Imagine its potential

Imagine a picnic under a spreading gum beside an old farm dam. There’s a bluestone dairy repurposed to fine dining, a grand farmhouse for overnight stays, bike trails, and a series of regional playgrounds emphasising natureplay and adventure for all abilities.

With the right conservation, ephemeral wetlands and creeklines could be bursting with birdlife and ready to explore, and even working farms retained for school visits.

Nearby, at Mount Rothwell, a fenced conservation area contains almost extinct small marsupials – bandicoots, potoroos and apex predator quolls. These were once commonplace, and still a night visit is an unforgettable experience, yet one few Melburnians have enjoyed.

A small brown bird with a spotted neck walks on the ground
The critically endangered plains wanderer, the world’s most unique bird, once lived in these grasslands.
Shutterstock

Innovation in management

Part of a bigger picture for the Western Grassland Reserve is a new management model beyond a poorly-funded Parks Victoria asset being managed solely for environmental values.

Options abound for innovation and leadership here. We can create a well-coordinated network of different management approaches and protection levels with traditional publicly owned national parks, conservation reserves, private land covenants, private protected areas and Indigenous protected areas.

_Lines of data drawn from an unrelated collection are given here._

use std::fmt::Write as _;
use std::path::Path;
use std::sync::Arc;

use crate::buffer::{BufferPoolManager, PageGuard};
use crate::common::{
    IndexKey, PageId, QuarryError, RecordId, Result, HEADER_PAGE_ID, INVALID_PAGE_ID,
};
use crate::storage::page::{HeaderPage, HeaderPageRef};

use super::btree_page::{self, BTreePageType, InternalPage, LeafPage};
use super::iterator::TreeIterator;
use super::key_comparator::{IntegerComparator, KeyComparator};

/// A disk-resident B+ tree index mapping unique keys to record ids.
///
/// Internal pages route the descent and leaf pages hold the data plus a
/// sibling link for range scans. All page access goes through the buffer
/// pool: fetch, reinterpret the frame bytes as a node view, read or
/// mutate, unpin - with page guards enforcing the unpin half.
///
/// The tree assumes a single writer; concurrent readers are safe because
/// every page access is pinned through the thread-safe buffer pool.
pub struct BPlusTree<C: KeyComparator = IntegerComparator> {
    index_name: String,
    root_page_id: PageId,
    bpm: Arc<BufferPoolManager>,
    comparator: C,
    leaf_max_size: usize,
    internal_max_size: usize,
}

Funding for management also needs rethinking. Market-driven models can ensure performance-based outcomes. For example, farmers can be paid to graze sustainably. And a new model leveraging resources and expertise could encourage the involvement of NGOs, traditional owners and community groups, species-specific teams, the Royal Botanic Gardens, with research input by universities.

Built-in commercial seed production, which is fundamental to restoring degraded areas, can kick-start the native seed industry in a win–win for commerce and the environment.

These sorts of alternative management and funding have been achieved in the south of France, within the Carmague and the stony plains of Le Crau. There, 10,000 hectares of grassland and wetland complexes are managed by broad alliance of NGOs and conservation agencies across defence land, national parks and private protected areas.

And in the USA, the largest tallgrass prairie in the country is managed by Kansas State University and the Nature Conservancy, with federal and philanthropic input. It also has an educational program that brings in more than 100 school and public events a year.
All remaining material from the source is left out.